Note: If this makes you uncomfortable, see #3 again. Most people in our culture are constantly over-stimulated with information and awareness, and that’s what people will expect you to do. Some people can handle that well, but an inspirationalist cannot: being discerning with your attention is one of the best ways you can honor and celebrate your gift.
Personally, I used to think I should read the news and pay attention to world events, but then I realized that reading the news inspired me to want to help everyone and everything. I would end up feeling overwhelmed, powerless, and depressed– paralyzed by choices, I would do nothing, and hate myself for it. Now I refuse to read the news, and exclusively pay attention to things I am engaging with or taking action on. Unless I plan on volunteering my time to hurricane relief for example, I won’t watch the video or read the blog post about how horrible the damage is. I read, watch, and consume only the things that I plan on spending my time and energy on. It’s a pretty small list, all things considered.
6. Develop discipline.
Since most inspirationalists are used to acting on the burst of energy and good-feelings that accompany “inspiration,” it often feels like you can’t motivate yourself to get anything done until inspiration strikes. Just sitting around waiting to be inspired is pretty disempowering, but many people do exactly that, because their inspiration bursts meant they never needed to cultivate the skill of discipline. Most people think discipline is about willpower or forcing yourself to do things you don’t want to do, but I disagree. I see discipline as the ability to do the things you do want to do, but without the rush of inspiration.
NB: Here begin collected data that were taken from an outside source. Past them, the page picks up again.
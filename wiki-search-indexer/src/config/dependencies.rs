//! Dependency initialization and wiring for the wiki search indexer.

use std::env;
use std::sync::Arc;
use std::time::Duration;
use tokio::time::sleep;
use tracing::{info, warn};

use crate::api::{WikiSearch, WikiSearchConfig};
use crate::jobs::TokioJobRunner;
use crate::router::RouterConfig;
use crate::IndexingError;
use wiki_search_repository::opensearch::IndexConfig;
use wiki_search_repository::{
    CollectionWebSearch, DocumentCollection, FullTextBackend, InMemoryBackend, JsonFileCollection,
    OpenSearchBackend, SearchIndexServiceConfig,
};

/// Default OpenSearch URL.
const DEFAULT_OPENSEARCH_URL: &str = "http://localhost:9200";

/// Default path of the JSON document collection.
const DEFAULT_DOCUMENTS_PATH: &str = "wiki.json";

/// Default connection retry interval in seconds.
const DEFAULT_RETRY_INTERVAL_SECS: u64 = 15;

/// Connection mode for OpenSearch.
#[derive(Debug, Clone, Copy, PartialEq, Eq)]
pub enum ConnectionMode {
    /// Fail immediately if connection fails.
    FailFast,
    /// Retry connection at the configured interval until successful.
    Retry,
}

impl ConnectionMode {
    /// Parse connection mode from an environment value.
    ///
    /// Valid values: "fail-fast" or "retry" (case-insensitive)
    /// Defaults to "retry" if not set or invalid.
    fn parse(value: Option<&str>) -> Self {
        match value.unwrap_or("retry").to_lowercase().as_str() {
            "fail-fast" | "failfast" | "fail_fast" => Self::FailFast,
            "retry" => Self::Retry,
            _ => {
                warn!("Invalid OPENSEARCH_CONNECTION_MODE, defaulting to 'retry'");
                Self::Retry
            }
        }
    }
}

/// Which full-text backend to run.
#[derive(Debug, Clone, Copy, PartialEq, Eq)]
pub enum BackendKind {
    OpenSearch,
    Memory,
    /// No full-text backend; every search uses the fallback search.
    None,
}

impl BackendKind {
    /// Parse the backend kind. Defaults to `memory` if not set.
    fn parse(value: Option<&str>) -> Result<Self, IndexingError> {
        match value.unwrap_or("memory").to_lowercase().as_str() {
            "opensearch" => Ok(Self::OpenSearch),
            "memory" => Ok(Self::Memory),
            "none" => Ok(Self::None),
            other => Err(IndexingError::config(format!(
                "Invalid WIKI_SEARCH_BACKEND '{}', expected opensearch, memory or none",
                other
            ))),
        }
    }
}

fn parse_flag(value: Option<&str>, default: bool) -> bool {
    match value.map(|v| v.trim().to_lowercase()) {
        Some(v) if matches!(v.as_str(), "1" | "true" | "yes" | "on") => true,
        Some(v) if matches!(v.as_str(), "0" | "false" | "no" | "off") => false,
        _ => default,
    }
}

/// Container for all initialized dependencies.
pub struct Dependencies {
    /// The wired search facade.
    pub wiki_search: WikiSearch,
    /// The backend the facade was wired with.
    pub backend_kind: BackendKind,
}

impl Dependencies {
    /// Initialize all dependencies from environment variables.
    ///
    /// # Environment Variables
    ///
    /// - `WIKI_SEARCH_BACKEND`: "opensearch", "memory" or "none" (default: memory)
    /// - `USE_FULLTEXT_SEARCH`: Route searches to the full-text index (default: true)
    /// - `OPENSEARCH_URL`: OpenSearch server URL (default: http://localhost:9200)
    /// - `OPENSEARCH_CONNECTION_MODE`: Connection mode - "fail-fast" or "retry" (default: retry)
    /// - `OPENSEARCH_RETRY_INTERVAL_SECS`: Retry interval in seconds (default: 15)
    /// - `WIKI_DOCUMENTS_PATH`: JSON document collection (default: wiki.json)
    /// - `SEARCH_KEY_PREFIX`: Record key namespace (default: wiki_page_search_doc)
    ///
    /// # Returns
    ///
    /// * `Ok(Dependencies)` - Initialized dependencies
    /// * `Err(IndexingError)` - If initialization fails (OpenSearch only in fail-fast mode)
    pub async fn new() -> Result<Self, IndexingError> {
        let backend_kind = BackendKind::parse(env::var("WIKI_SEARCH_BACKEND").ok().as_deref())?;
        let use_fulltext = parse_flag(env::var("USE_FULLTEXT_SEARCH").ok().as_deref(), true);
        let documents_path =
            env::var("WIKI_DOCUMENTS_PATH").unwrap_or_else(|_| DEFAULT_DOCUMENTS_PATH.to_string());

        let mut service_config = SearchIndexServiceConfig::default();
        if let Ok(key_prefix) = env::var("SEARCH_KEY_PREFIX") {
            service_config.key_prefix = key_prefix;
        }

        info!(
            backend = ?backend_kind,
            use_fulltext = use_fulltext,
            documents_path = %documents_path,
            key_prefix = %service_config.key_prefix,
            "Initializing dependencies"
        );

        let collection: Arc<dyn DocumentCollection> =
            Arc::new(JsonFileCollection::new(documents_path));
        let fallback = Arc::new(CollectionWebSearch::new(Arc::clone(&collection)));

        let backend: Option<Arc<dyn FullTextBackend>> = match backend_kind {
            BackendKind::OpenSearch => Some(Arc::new(Self::opensearch_from_env().await?)),
            BackendKind::Memory => Some(Arc::new(InMemoryBackend::new())),
            BackendKind::None => None,
        };

        let wiki_search = WikiSearch::new(
            collection,
            backend,
            fallback,
            Arc::new(TokioJobRunner::new()),
            WikiSearchConfig {
                service: service_config,
                router: RouterConfig { use_fulltext },
            },
        );

        Ok(Self {
            wiki_search,
            backend_kind,
        })
    }

    async fn opensearch_from_env() -> Result<OpenSearchBackend, IndexingError> {
        let opensearch_url =
            env::var("OPENSEARCH_URL").unwrap_or_else(|_| DEFAULT_OPENSEARCH_URL.to_string());
        let connection_mode =
            ConnectionMode::parse(env::var("OPENSEARCH_CONNECTION_MODE").ok().as_deref());
        let retry_interval = env::var("OPENSEARCH_RETRY_INTERVAL_SECS")
            .ok()
            .and_then(|s| s.parse::<u64>().ok())
            .unwrap_or(DEFAULT_RETRY_INTERVAL_SECS);

        info!(
            opensearch_url = %opensearch_url,
            connection_mode = ?connection_mode,
            retry_interval_secs = retry_interval,
            "Connecting to OpenSearch"
        );

        let backend = Self::connect_to_opensearch(
            &opensearch_url,
            IndexConfig::default(),
            connection_mode,
            Duration::from_secs(retry_interval),
        )
        .await?;

        info!("OpenSearch connection established");
        Ok(backend)
    }

    /// Connect to OpenSearch with retry logic based on connection mode.
    async fn connect_to_opensearch(
        url: &str,
        index_config: IndexConfig,
        mode: ConnectionMode,
        retry_interval: Duration,
    ) -> Result<OpenSearchBackend, IndexingError> {
        loop {
            match Self::try_connect_opensearch(url, index_config.clone()).await {
                Ok(backend) => return Ok(backend),
                Err(e) => match mode {
                    ConnectionMode::FailFast => {
                        return Err(IndexingError::config(format!(
                            "Failed to connect to OpenSearch: {}",
                            e
                        )));
                    }
                    ConnectionMode::Retry => {
                        warn!(
                            opensearch_url = %url,
                            error = %e,
                            retry_interval_secs = retry_interval.as_secs(),
                            "Failed to connect to OpenSearch, retrying..."
                        );
                        sleep(retry_interval).await;
                    }
                },
            }
        }
    }

    /// Attempt to connect to OpenSearch and check that it answers.
    async fn try_connect_opensearch(
        url: &str,
        index_config: IndexConfig,
    ) -> Result<OpenSearchBackend, IndexingError> {
        let backend = OpenSearchBackend::new(url, index_config)
            .await
            .map_err(|e| {
                IndexingError::config(format!("Failed to create OpenSearch backend: {}", e))
            })?;

        backend
            .ping()
            .await
            .map_err(|e| IndexingError::config(format!("OpenSearch is not reachable: {}", e)))?;

        Ok(backend)
    }
}

#[cfg(test)]
mod tests {
    use super::*;

    #[test]
    fn test_connection_mode_parse() {
        assert_eq!(ConnectionMode::parse(None), ConnectionMode::Retry);
        assert_eq!(ConnectionMode::parse(Some("Fail-Fast")), ConnectionMode::FailFast);
        assert_eq!(ConnectionMode::parse(Some("bogus")), ConnectionMode::Retry);
    }

    #[test]
    fn test_backend_kind_parse() {
        assert_eq!(BackendKind::parse(None).unwrap(), BackendKind::Memory);
        assert_eq!(
            BackendKind::parse(Some("OpenSearch")).unwrap(),
            BackendKind::OpenSearch
        );
        assert_eq!(BackendKind::parse(Some("none")).unwrap(), BackendKind::None);
        assert!(matches!(
            BackendKind::parse(Some("redis")),
            Err(IndexingError::ConfigError(_))
        ));
    }

    #[test]
    fn test_parse_flag() {
        assert!(parse_flag(None, true));
        assert!(!parse_flag(Some("false"), true));
        assert!(parse_flag(Some(" YES "), false));
        assert!(!parse_flag(Some("maybe"), false));
    }

    #[tokio::test]
    async fn test_fail_fast_on_bad_url() {
        let result = Dependencies::connect_to_opensearch(
            "not a url",
            IndexConfig::default(),
            ConnectionMode::FailFast,
            Duration::from_millis(1),
        )
        .await;
        assert!(matches!(result, Err(IndexingError::ConfigError(_))));
    }
}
Think of it this way: you’ve basically been programmed to get a treat every time you want to pursue something. Your body floods your brain with endorphins and adrenaline every time you get inspired to pursue something, so you now associate taking action with being, for lack of a better term, high. This association makes it really difficult to get motivated to take action without first getting the treat of the high.
Pursuing action toward a goal has nothing to do with chemical rushes though, and everything to do with knowing your value system and your goals. Discipline is about learning to rely on your values and goals to tell you when it’s time to take action rather than your chemical rush. Learning to take action on your desires, even when they don’t come with a treat, will allow you to follow through and develop a positive sense of self.